Julius Kühn Institute (JKI) - Federal Research Centre for Cultivated Plants, Institute for Biological Control, Schwabenheimer Str. 101, 69221 Dossenheim, Germany.
Microb Genom. 2024 Jan;10(1). doi: 10.1099/mgen.0.001173.
Generating complete, high-quality genome assemblies is key for any downstream analysis, such as comparative genomics. For bacterial genome assembly, various algorithms and fully automated pipelines exist, which are free-of-charge and easily accessible. However, these assembly tools often cannot unambiguously resolve a bacterial genome, for example due to the presence of sequence repeat structures on the chromosome or on plasmids. Then, a more sophisticated approach and/or manual curation is needed. Such modifications can be challenging, especially for non-bioinformaticians, because they are generally not considered as a straightforward process. In this study, we propose a standardized approach for manual genome completion focusing on the popular hybrid assembly pipeline Unicycler. The provided Galaxy workflow addresses two weaknesses in Unicycler's hybrid assemblies: (i) collapse of inter-plasmidic repeats and (ii) false loss of single-copy sequences. To demonstrate and validate how to detect and resolve these assembly errors, we use two genomes from the group. By applying the proposed pipeline following an automated assembly, the genome sequence quality can be significantly improved.

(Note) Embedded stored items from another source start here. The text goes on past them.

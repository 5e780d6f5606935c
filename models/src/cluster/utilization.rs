//! UtilizationRecord computation and classification.

use k8s_openapi::api::core::v1::{Node, Pod};

use super::node::allocatable;
use super::workload::{Phase, WorkloadExt};
use crate::config::Thresholds;

/// A node's point-in-time resource usage, computed purely from declared requests —
/// never from a live metrics server.
#[derive(Debug, Clone, Copy, Default, PartialEq, Eq)]
pub struct UtilizationRecord {
    pub cpu_millicores: i64,
    pub memory_bytes: i64,
    pub pod_count: i64,
    pub cpu_percent: i64,
    pub memory_percent: i64,
    pub pod_percent: i64,
}

fn percent(value: i64, denominator: i64) -> i64 {
    if denominator <= 0 {
        0
    } else {
        (value * 100) / denominator
    }
}

impl UtilizationRecord {
    /// Builds a record from a node and the workloads currently placed on it. Workloads
    /// in phase `Succeeded` or `Failed` are excluded from the sums.
    pub fn compute(node: &Node, workloads: &[Pod]) -> Self {
        let alloc = allocatable(node);

        let live: Vec<&Pod> = workloads
            .iter()
            .filter(|w| !w.phase().is_terminal())
            .collect();

        let cpu_millicores: i64 = live.iter().map(|w| w.total_cpu_millicores()).sum();
        let memory_bytes: i64 = live.iter().map(|w| w.total_memory_bytes()).sum();
        let pod_count = live.len() as i64;

        UtilizationRecord {
            cpu_millicores,
            memory_bytes,
            pod_count,
            cpu_percent: percent(cpu_millicores, alloc.cpu_millicores),
            memory_percent: percent(memory_bytes, alloc.memory_bytes),
            pod_percent: percent(pod_count, alloc.pods),
        }
    }

    /// Under-utilized iff all three dimensions are strictly below `thresholds`.
    pub fn is_under_utilized(&self, thresholds: &Thresholds) -> bool {
        self.cpu_percent < thresholds.cpu as i64
            && self.memory_percent < thresholds.mem as i64
            && self.pod_percent < thresholds.pods as i64
    }

    /// Over-utilized iff any dimension exceeds `target_thresholds`. Callers must only
    /// consult this when [`Self::is_under_utilized`] has already returned `false`.
    pub fn is_over_utilized(&self, target_thresholds: &Thresholds) -> bool {
        self.cpu_percent > target_thresholds.cpu as i64
            || self.memory_percent > target_thresholds.mem as i64
            || self.pod_percent > target_thresholds.pods as i64
    }

    /// `clamp(floor(maxExcess / 10), 1, 5)`.
    pub fn eviction_cap(&self, target_thresholds: &Thresholds) -> i64 {
        let excess_cpu = (self.cpu_percent - target_thresholds.cpu as i64).max(0);
        let excess_mem = (self.memory_percent - target_thresholds.mem as i64).max(0);
        let excess_pods = (self.pod_percent - target_thresholds.pods as i64).max(0);
        let max_excess = excess_cpu.max(excess_mem).max(excess_pods);
        (max_excess / 10).clamp(1, 5)
    }
}
//! Structured logging setup: a layered `tracing_subscriber::Registry` with a plain
//! `fmt` layer.

use snafu::ResultExt;
use tracing_subscriber::{layer::SubscriberExt, EnvFilter, Registry};

use crate::error::{self, Result};

/// Maps a numeric verbosity (0 through 5) to its `tracing` level name.
pub fn level_name(log_level: u8) -> &'static str {
    match log_level {
        0 => "error",
        1 => "warn",
        2 => "info",
        3 => "debug",
        _ => "trace",
    }
}

/// Initializes the global `tracing` subscriber. `default_filter` is only used as a
/// fallback when `RUST_LOG` is unset.
pub fn init_telemetry(default_filter: &str) -> Result<()> {
    let env_filter =
        EnvFilter::try_from_default_env().unwrap_or_else(|_| EnvFilter::new(default_filter));

    let fmt_layer = tracing_subscriber::fmt::layer().with_target(true);

    let subscriber = Registry::default().with(env_filter).with(fmt_layer);

    tracing::subscriber::set_global_default(subscriber).context(error::TracingConfigurationSnafu)
}
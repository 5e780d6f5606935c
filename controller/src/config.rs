//! CLI argument parsing and configuration file discovery/loading.

use std::fs;
use std::path::{Path, PathBuf};

use argh::FromArgs;
use models::Configuration;
use snafu::ResultExt;
use validator::Validate;

use crate::error::{self, Result};

/// Search order used when `-config` is not given.
const DEFAULT_CONFIG_SEARCH_PATHS: &[&str] = &[
    "./config.yaml",
    "/etc/descheduler/config.yaml",
    "./configs/config.yaml",
];

/// A cluster rebalancing controller: periodically evicts workloads that violate
/// rebalancing policies so the platform's scheduler can re-place them more evenly.
#[derive(FromArgs, Debug)]
pub struct Cli {
    /// path to the YAML configuration file. If unset, searches the default locations.
    #[argh(option)]
    pub config: Option<String>,

    /// path to an external kubeconfig file. If unset, prefers in-cluster credentials,
    /// falling back to $HOME/.kube/config.
    #[argh(option)]
    pub kubeconfig: Option<String>,

    /// log verbosity, 0 (errors only) through 5 (trace). If unset, falls back to the
    /// configuration file's `logLevel`.
    #[argh(option)]
    pub log_level: Option<u8>,

    /// print the version and exit.
    #[argh(switch)]
    pub version: bool,
}

/// Finds the configuration file to load: the `-config` flag if given, else the first
/// of [`DEFAULT_CONFIG_SEARCH_PATHS`] that exists.
pub fn resolve_config_path(explicit: Option<&str>) -> Result<PathBuf> {
    if let Some(path) = explicit {
        return Ok(PathBuf::from(path));
    }

    DEFAULT_CONFIG_SEARCH_PATHS
        .iter()
        .map(Path::new)
        .find(|p| p.exists())
        .map(Path::to_path_buf)
        .ok_or(error::Error::ConfigNotFound)
}

/// Loads, defaults, and validates the configuration at `path`.
pub fn load_config(path: &Path) -> Result<Configuration> {
    let path_str = path.display().to_string();

    let contents = fs::read_to_string(path).context(error::ReadConfigSnafu {
        path: path_str.clone(),
    })?;

    let config: Configuration = serde_yaml::from_str(&contents).context(error::ParseConfigSnafu {
        path: path_str.clone(),
    })?;

    config
        .validate()
        .context(error::ValidateConfigSnafu)?;

    // Reject an interval below 1 minute unless it is exactly zero (one-shot mode), and
    // make sure the duration actually parses.
    let duration = config
        .interval_duration()
        .context(error::InvalidIntervalSnafu {
            interval: config.interval.clone(),
        })?;

    if !duration.is_zero() && duration < std::time::Duration::from_secs(60) {
        return error::IntervalTooShortSnafu {
            interval: config.interval.clone(),
        }
        .fail();
    }

    Ok(config)
}

/// Resolves the `kube::Client`, honoring `-kubeconfig` ahead of in-cluster/default
/// discovery (`kube::Client::try_default` already implements the in-cluster then
/// `$HOME/.kube/config` fallback).
pub async fn resolve_kube_client(kubeconfig: Option<&str>) -> Result<kube::Client> {
    let client = match kubeconfig {
        Some(path) => {
            let kubeconfig =
                kube::config::Kubeconfig::read_from(path).context(error::ReadKubeconfigSnafu {
                    path: path.to_string(),
                })?;
            let config = kube::Config::from_custom_kubeconfig(
                kubeconfig,
                &kube::config::KubeConfigOptions::default(),
            )
            .await
            .context(error::LoadKubeconfigSnafu {
                path: path.to_string(),
            })?;
            kube::Client::try_from(config).context(error::ClientCreateSnafu)?
        }
        None => kube::Client::try_default()
            .await
            .context(error::ClientCreateSnafu)?,
    };

    Ok(client)
}
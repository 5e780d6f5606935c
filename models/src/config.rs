//! The rebalancing controller's configuration. Loaded once at process startup from
//! YAML and never mutated afterwards — a reload requires a restart.

use std::collections::BTreeMap;
use std::time::Duration;

use serde::{Deserialize, Serialize};
use validator::Validate;

fn default_interval() -> String {
    "5m".to_string()
}

fn default_log_level() -> String {
    "info".to_string()
}

fn default_max_per_node() -> i64 {
    10
}

fn default_max_per_namespace() -> i64 {
    5
}

fn default_max_total() -> i64 {
    50
}

/// Top-level configuration document.
#[derive(Debug, Clone, Serialize, Deserialize, Validate)]
#[serde(rename_all = "camelCase")]
pub struct Configuration {
    /// Cycle interval, expressed as a human-readable duration (e.g. `"5m"`, `"30s"`).
    /// `"0s"`/`"0"` means "run exactly one cycle, then exit".
    #[serde(default = "default_interval")]
    pub interval: String,

    #[serde(default)]
    pub dry_run: bool,

    /// Default log verbosity ("error", "warn", "info", "debug", or "trace"), used when
    /// the `-log-level` CLI flag is not given.
    #[serde(default = "default_log_level")]
    pub log_level: String,

    #[serde(default)]
    pub node_selector: BTreeMap<String, String>,

    #[serde(default)]
    #[validate]
    pub eviction_budgets: EvictionBudgets,

    #[serde(default)]
    pub failed_cleanup: FailedCleanupConfig,

    #[serde(default)]
    #[validate]
    pub utilization_balance: UtilizationBalanceConfig,

    #[serde(default)]
    pub duplicate_spread: DuplicateSpreadConfig,
}

impl Default for Configuration {
    fn default() -> Self {
        Configuration {
            interval: default_interval(),
            dry_run: false,
            log_level: default_log_level(),
            node_selector: BTreeMap::new(),
            eviction_budgets: EvictionBudgets::default(),
            failed_cleanup: FailedCleanupConfig::default(),
            utilization_balance: UtilizationBalanceConfig::default(),
            duplicate_spread: DuplicateSpreadConfig::default(),
        }
    }
}

impl Configuration {
    /// Parses `interval` into a `Duration`. Called during validation so that a
    /// malformed duration string is reported the same way as any other invalid value.
    pub fn interval_duration(&self) -> Result<Duration, humantime::DurationError> {
        if self.interval == "0" {
            return Ok(Duration::ZERO);
        }
        humantime::parse_duration(&self.interval)
    }
}

#[derive(Debug, Clone, Copy, Serialize, Deserialize, Validate)]
#[serde(rename_all = "camelCase")]
pub struct EvictionBudgets {
    #[serde(default = "default_max_per_node")]
    #[validate(range(min = 0))]
    pub max_per_node: i64,

    #[serde(default = "default_max_per_namespace")]
    #[validate(range(min = 0))]
    pub max_per_namespace: i64,

    #[serde(default = "default_max_total")]
    #[validate(range(min = 0))]
    pub max_total: i64,
}

impl Default for EvictionBudgets {
    fn default() -> Self {
        EvictionBudgets {
            max_per_node: default_max_per_node(),
            max_per_namespace: default_max_per_namespace(),
            max_total: default_max_total(),
        }
    }
}

/// Namespace inclusion/exclusion filter shared by all three strategies.
#[derive(Debug, Clone, Default, Serialize, Deserialize)]
#[serde(rename_all = "camelCase")]
pub struct NamespaceFilter {
    #[serde(default)]
    pub included_namespaces: Vec<String>,
    #[serde(default)]
    pub excluded_namespaces: Vec<String>,
}

impl NamespaceFilter {
    /// Included (if non-empty) takes precedence over excluded.
    pub fn allows(&self, namespace: &str) -> bool {
        if !self.included_namespaces.is_empty() {
            self.included_namespaces.iter().any(|n| n == namespace)
        } else if !self.excluded_namespaces.is_empty() {
            !self.excluded_namespaces.iter().any(|n| n == namespace)
        } else {
            true
        }
    }
}

#[derive(Debug, Clone, Default, Serialize, Deserialize)]
#[serde(rename_all = "camelCase")]
pub struct FailedCleanupConfig {
    #[serde(default)]
    pub enabled: bool,
    #[serde(default)]
    pub min_lifetime_seconds: i64,
    #[serde(default)]
    pub exclude_owner_kinds: Vec<String>,
    #[serde(flatten)]
    pub namespace_filter: NamespaceFilter,
}

#[derive(Debug, Clone, Copy, Serialize, Deserialize, Validate)]
#[serde(rename_all = "camelCase")]
pub struct Thresholds {
    #[validate(range(min = 0, max = 100))]
    pub cpu: u8,
    #[validate(range(min = 0, max = 100))]
    pub mem: u8,
    #[validate(range(min = 0, max = 100))]
    pub pods: u8,
}

impl Default for Thresholds {
    fn default() -> Self {
        Thresholds { cpu: 0, mem: 0, pods: 0 }
    }
}

#[derive(Debug, Clone, Serialize, Deserialize, Validate)]
#[serde(rename_all = "camelCase")]
pub struct UtilizationBalanceConfig {
    #[serde(default)]
    pub enabled: bool,
    #[serde(default)]
    pub number_of_nodes: usize,
    #[serde(default)]
    #[validate]
    pub thresholds: Thresholds,
    #[serde(default)]
    #[validate]
    pub target_thresholds: Thresholds,
}

impl Default for UtilizationBalanceConfig {
    fn default() -> Self {
        UtilizationBalanceConfig {
            enabled: false,
            number_of_nodes: 0,
            thresholds: Thresholds::default(),
            target_thresholds: Thresholds::default(),
        }
    }
}

#[derive(Debug, Clone, Default, Serialize, Deserialize)]
#[serde(rename_all = "camelCase")]
pub struct DuplicateSpreadConfig {
    #[serde(default)]
    pub enabled: bool,
    #[serde(default)]
    pub exclude_owner_kinds: Vec<String>,
    #[serde(flatten)]
    pub namespace_filter: NamespaceFilter,
}

#[cfg(test)]
mod tests {
    use super::*;

    #[test]
    fn defaults_match_specification() {
        let config = Configuration::default();
        assert_eq!(config.interval, "5m");
        assert_eq!(config.eviction_budgets.max_per_node, 10);
        assert_eq!(config.eviction_budgets.max_per_namespace, 5);
        assert_eq!(config.eviction_budgets.max_total, 50);
        assert!(config.validate().is_ok());
    }

    #[test]
    fn negative_budget_fails_validation() {
        let mut config = Configuration::default();
        config.eviction_budgets.max_total = -1;
        assert!(config.validate().is_err());
    }

    #[test]
    fn threshold_outside_range_fails_validation() {
        let mut config = Configuration::default();
        config.utilization_balance.thresholds.cpu = 150;
        assert!(config.validate().is_err());
    }

    #[test]
    fn zero_interval_parses_to_zero_duration() {
        let mut config = Configuration::default();
        config.interval = "0".to_string();
        assert_eq!(config.interval_duration().unwrap(), Duration::ZERO);
    }

    #[test]
    fn namespace_filter_prefers_included_over_excluded() {
        let filter = NamespaceFilter {
            included_namespaces: vec!["payments".to_string()],
            excluded_namespaces: vec!["payments".to_string()],
        };
        assert!(filter.allows("payments"));
        assert!(!filter.allows("other"));
    }

    #[test]
    fn namespace_filter_matches_all_when_empty() {
        let filter = NamespaceFilter::default();
        assert!(filter.allows("anything"));
    }

    #[test]
    fn deserializes_from_yaml() {
        let yaml = r#"
dryRun: true
evictionBudgets:
  maxPerNode: 3
failedCleanup:
  enabled: true
  minLifetimeSeconds: 300
utilizationBalance:
  enabled: true
  numberOfNodes: 2
  thresholds: { cpu: 20, mem: 20, pods: 20 }
  targetThresholds: { cpu: 80, mem: 80, pods: 80 }
"#;
        let config: Configuration = serde_yaml::from_str(yaml).unwrap();
        assert!(config.dry_run);
        assert_eq!(config.eviction_budgets.max_per_node, 3);
        assert_eq!(config.eviction_budgets.max_per_namespace, 5);
        assert!(config.failed_cleanup.enabled);
        assert_eq!(config.failed_cleanup.min_lifetime_seconds, 300);
        assert_eq!(config.utilization_balance.number_of_nodes, 2);
        assert!(config.validate().is_ok());
    }
}
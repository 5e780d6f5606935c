//! DuplicateSpread: finds workloads with an identical signature — same owners, same
//! set of images — co-located in a way the platform's own anti-affinity should have
//! prevented, and evicts all but the oldest. Disabled by default.

use std::collections::BTreeMap;

use async_trait::async_trait;
use k8s_openapi::api::core::v1::{Node, Pod};
use kube::ResourceExt;
use models::config::DuplicateSpreadConfig;
use models::{ClusterClient, Phase, WorkloadExt};
use tokio_util::sync::CancellationToken;
use tracing::{event, instrument, Level};

use super::Strategy;
use crate::error::Result;
use crate::gatekeeper::EvictionGatekeeper;

pub struct DuplicateSpread {
    config: DuplicateSpreadConfig,
}

impl DuplicateSpread {
    pub fn new(config: DuplicateSpreadConfig) -> Self {
        DuplicateSpread { config }
    }

    fn is_candidate(&self, workload: &Pod) -> bool {
        workload.phase() == Phase::Running
            && self.config.namespace_filter.allows(workload.namespace())
            && !workload.owner_references().is_empty()
            && !workload.owner_references().iter().any(|owner| {
                self.config
                    .exclude_owner_kinds
                    .iter()
                    .any(|excluded| excluded == &owner.kind)
            })
    }

    /// Duplicate-node selection: nodes whose own list holds more than one workload of
    /// this signature, in deterministic (sorted) order.
    fn interior_duplicate_nodes(by_node: &BTreeMap<String, Vec<Pod>>) -> Vec<String> {
        let mut duplicates: Vec<String> = by_node
            .iter()
            .filter(|(_, workloads)| workloads.len() > 1)
            .map(|(node, _)| node.clone())
            .collect();
        duplicates.sort();
        duplicates
    }

    /// The fallback case: no node holds more than one workload of this signature, but
    /// the signature spans >= 2 nodes (one each). Picks the node with the largest list
    /// as the nominal "duplicate node" for the log reason (ties broken by name), but the
    /// oldest-preserving eviction runs across the *union* of workloads in `by_node`, not
    /// just that node's own (length-1) list — otherwise nothing would ever be evicted.
    fn widest_node(by_node: &BTreeMap<String, Vec<Pod>>) -> Option<String> {
        let max_len = by_node.values().map(Vec::len).max().unwrap_or(0);
        by_node
            .iter()
            .filter(|(_, workloads)| workloads.len() == max_len)
            .map(|(node, _)| node.clone())
            .min()
    }
}

#[async_trait]
impl<C: ClusterClient> Strategy<C> for DuplicateSpread {
    fn name(&self) -> &'static str {
        "DuplicateSpread"
    }

    fn is_enabled(&self) -> bool {
        self.config.enabled
    }

    #[instrument(skip(self, cancellation_token, gatekeeper, nodes), err)]
    async fn execute(
        &self,
        cancellation_token: &CancellationToken,
        gatekeeper: &EvictionGatekeeper<C>,
        nodes: &[Node],
    ) -> Result<()> {
        let mut groups: BTreeMap<String, BTreeMap<String, Vec<Pod>>> = BTreeMap::new();

        for node in nodes {
            if cancellation_token.is_cancelled() {
                break;
            }

            let node_name = node.name_any();
            let workloads = match gatekeeper.client().list_workloads_on_node(&node_name).await {
                Ok(workloads) => workloads,
                Err(source) => {
                    event!(
                        Level::WARN,
                        node = %node_name,
                        error = %source,
                        "failed to list workloads on node; skipping"
                    );
                    continue;
                }
            };

            for workload in workloads.into_iter().filter(|w| self.is_candidate(w)) {
                groups
                    .entry(workload.signature())
                    .or_default()
                    .entry(node_name.clone())
                    .or_default()
                    .push(workload);
            }
        }

        for by_node in groups.into_values() {
            let interior = Self::interior_duplicate_nodes(&by_node);

            if !interior.is_empty() {
                for node_name in interior {
                    let mut workloads = by_node[&node_name].clone();
                    workloads.sort_by_key(|w| w.creation_timestamp());

                    let reason =
                        format!("Duplicate pod removal - keeping oldest pod on node {}", node_name);
                    for workload in workloads.iter().skip(1) {
                        if let Err(source) = gatekeeper.evict(workload, &reason).await {
                            event!(
                                Level::WARN,
                                workload = %workload.key(),
                                error = %source,
                                "eviction attempt errored"
                            );
                        }
                    }
                }
                continue;
            }

            if by_node.len() < 2 {
                continue;
            }

            let Some(node_name) = Self::widest_node(&by_node) else {
                continue;
            };
            let mut workloads: Vec<Pod> = by_node.into_values().flatten().collect();
            workloads.sort_by_key(|w| w.creation_timestamp());

            let reason = format!("Duplicate pod removal - keeping oldest pod on node {}", node_name);
            for workload in workloads.iter().skip(1) {
                if let Err(source) = gatekeeper.evict(workload, &reason).await {
                    event!(
                        Level::WARN,
                        workload = %workload.key(),
                        error = %source,
                        "eviction attempt errored"
                    );
                }
            }
        }

        Ok(())
    }
}
use snafu::Snafu;

/// The crate-wide result type.
pub type Result<T> = std::result::Result<T, Error>;

/// The crate-wide error type, covering startup failure modes. Per-cycle and
/// per-workload failures are logged in place rather than bubbled up as this type —
/// see the strategy and gatekeeper modules.
#[derive(Debug, Snafu)]
#[snafu(visibility(pub))]
pub enum Error {
    #[snafu(display("Unable to create cluster client: '{}'", source))]
    ClientCreate { source: kube::Error },

    #[snafu(display("Unable to read kubeconfig '{}': '{}'", path, source))]
    ReadKubeconfig {
        path: String,
        source: kube::config::KubeconfigError,
    },

    #[snafu(display("Unable to load kubeconfig '{}': '{}'", path, source))]
    LoadKubeconfig {
        path: String,
        source: kube::config::KubeconfigError,
    },

    #[snafu(display("Error configuring tracing: '{}'", source))]
    TracingConfiguration {
        source: tracing::subscriber::SetGlobalDefaultError,
    },

    #[snafu(display("No configuration file found in any of the default search locations"))]
    ConfigNotFound,

    #[snafu(display("Unable to read configuration file '{}': '{}'", path, source))]
    ReadConfig {
        path: String,
        source: std::io::Error,
    },

    #[snafu(display("Unable to parse configuration file '{}': '{}'", path, source))]
    ParseConfig {
        path: String,
        source: serde_yaml::Error,
    },

    #[snafu(display("Invalid configuration: '{}'", source))]
    ValidateConfig {
        source: validator::ValidationErrors,
    },

    #[snafu(display("Invalid interval duration '{}': '{}'", interval, source))]
    InvalidInterval {
        interval: String,
        source: humantime::DurationError,
    },

    #[snafu(display(
        "Interval '{}' is too short: the minimum polling interval is 1m (use \"0\" for one-shot mode)",
        interval
    ))]
    IntervalTooShort { interval: String },

    #[snafu(display("Initial connectivity check to the cluster API failed: '{}'", source))]
    InitialConnectivity { source: models::Error },

    #[snafu(display("Timed out waiting for the initial connectivity check"))]
    InitialConnectivityTimeout,

    #[snafu(display("Unable to list nodes: '{}'", source))]
    ListNodes { source: models::Error },
}
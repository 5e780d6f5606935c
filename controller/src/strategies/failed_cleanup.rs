//! FailedCleanup: evicts workloads stuck in phase `Failed` once they have aged past a
//! configurable floor, clearing garbage state that will never schedule again.

use async_trait::async_trait;
use chrono::Utc;
use k8s_openapi::api::core::v1::{Node, Pod};
use kube::ResourceExt;
use models::config::FailedCleanupConfig;
use models::{ClusterClient, Phase, WorkloadExt};
use tokio_util::sync::CancellationToken;
use tracing::{event, instrument, Level};

use super::Strategy;
use crate::error::Result;
use crate::gatekeeper::{self, EvictionGatekeeper};

pub struct FailedCleanup {
    config: FailedCleanupConfig,
}

impl FailedCleanup {
    pub fn new(config: FailedCleanupConfig) -> Self {
        FailedCleanup { config }
    }

    /// Eligibility beyond the gatekeeper's own safety check.
    fn is_eligible(&self, workload: &Pod) -> bool {
        if gatekeeper::can_evict(workload).is_err() {
            return false;
        }

        if !self.config.namespace_filter.allows(workload.namespace()) {
            return false;
        }

        if self.config.min_lifetime_seconds > 0 {
            let old_enough = workload
                .creation_timestamp()
                .map(|created| (Utc::now() - created).num_seconds() >= self.config.min_lifetime_seconds)
                .unwrap_or(false);
            if !old_enough {
                return false;
            }
        }

        if workload.owner_references().iter().any(|owner| {
            self.config
                .exclude_owner_kinds
                .iter()
                .any(|excluded| excluded == &owner.kind)
        }) {
            return false;
        }

        true
    }

    fn reason(workload: &Pod) -> String {
        match workload.status_reason() {
            Some(reason) if !reason.is_empty() => {
                format!("Failed pod cleanup - Phase: Failed, Reason: {}", reason)
            }
            _ => "Failed pod cleanup - Phase: Failed".to_string(),
        }
    }
}

#[async_trait]
impl<C: ClusterClient> Strategy<C> for FailedCleanup {
    fn name(&self) -> &'static str {
        "FailedCleanup"
    }

    fn is_enabled(&self) -> bool {
        self.config.enabled
    }

    #[instrument(skip(self, cancellation_token, gatekeeper, nodes), err)]
    async fn execute(
        &self,
        cancellation_token: &CancellationToken,
        gatekeeper: &EvictionGatekeeper<C>,
        nodes: &[Node],
    ) -> Result<()> {
        for node in nodes {
            if cancellation_token.is_cancelled() {
                break;
            }

            let node_name = node.name_any();
            let workloads = match gatekeeper.client().list_workloads_on_node(&node_name).await {
                Ok(workloads) => workloads,
                Err(source) => {
                    event!(
                        Level::WARN,
                        node = %node_name,
                        error = %source,
                        "failed to list workloads on node; skipping"
                    );
                    continue;
                }
            };

            for workload in workloads
                .iter()
                .filter(|w| w.phase() == Phase::Failed && self.is_eligible(w))
            {
                let reason = Self::reason(workload);
                if let Err(source) = gatekeeper.evict(workload, &reason).await {
                    event!(
                        Level::WARN,
                        workload = %workload.key(),
                        error = %source,
                        "eviction attempt errored"
                    );
                }
            }
        }

        Ok(())
    }
}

生成完整、高质量的基因组组装对于任何下游分析(如比较基因组学)都是关键。对于细菌基因组组装,存在各种算法和全自动化的管道,它们是免费的,并且易于访问。然而,这些组装工具往往无法明确解析细菌基因组,例如由于染色体或质粒上存在序列重复结构。然后,需要更复杂的方法和/或手动编辑。这种修改可能具有挑战性,特别是对于非生物信息学家而言,因为它们通常不被认为是一个简单的过程。在这项研究中,我们针对流行的混合组装管道 Unicycler 提出了一种标准化的手动基因组完成方法。提供的 Galaxy 工作流程解决了 Unicycler 混合组装中的两个弱点:(i)质粒间重复结构的折叠和(ii)单拷贝序列的错误丢失。为了演示和验证如何检测和解决这些组装错误,我们使用了来自 组的两个基因组。通过在自动化组装后应用提出的管道,可以显著提高基因组序列质量。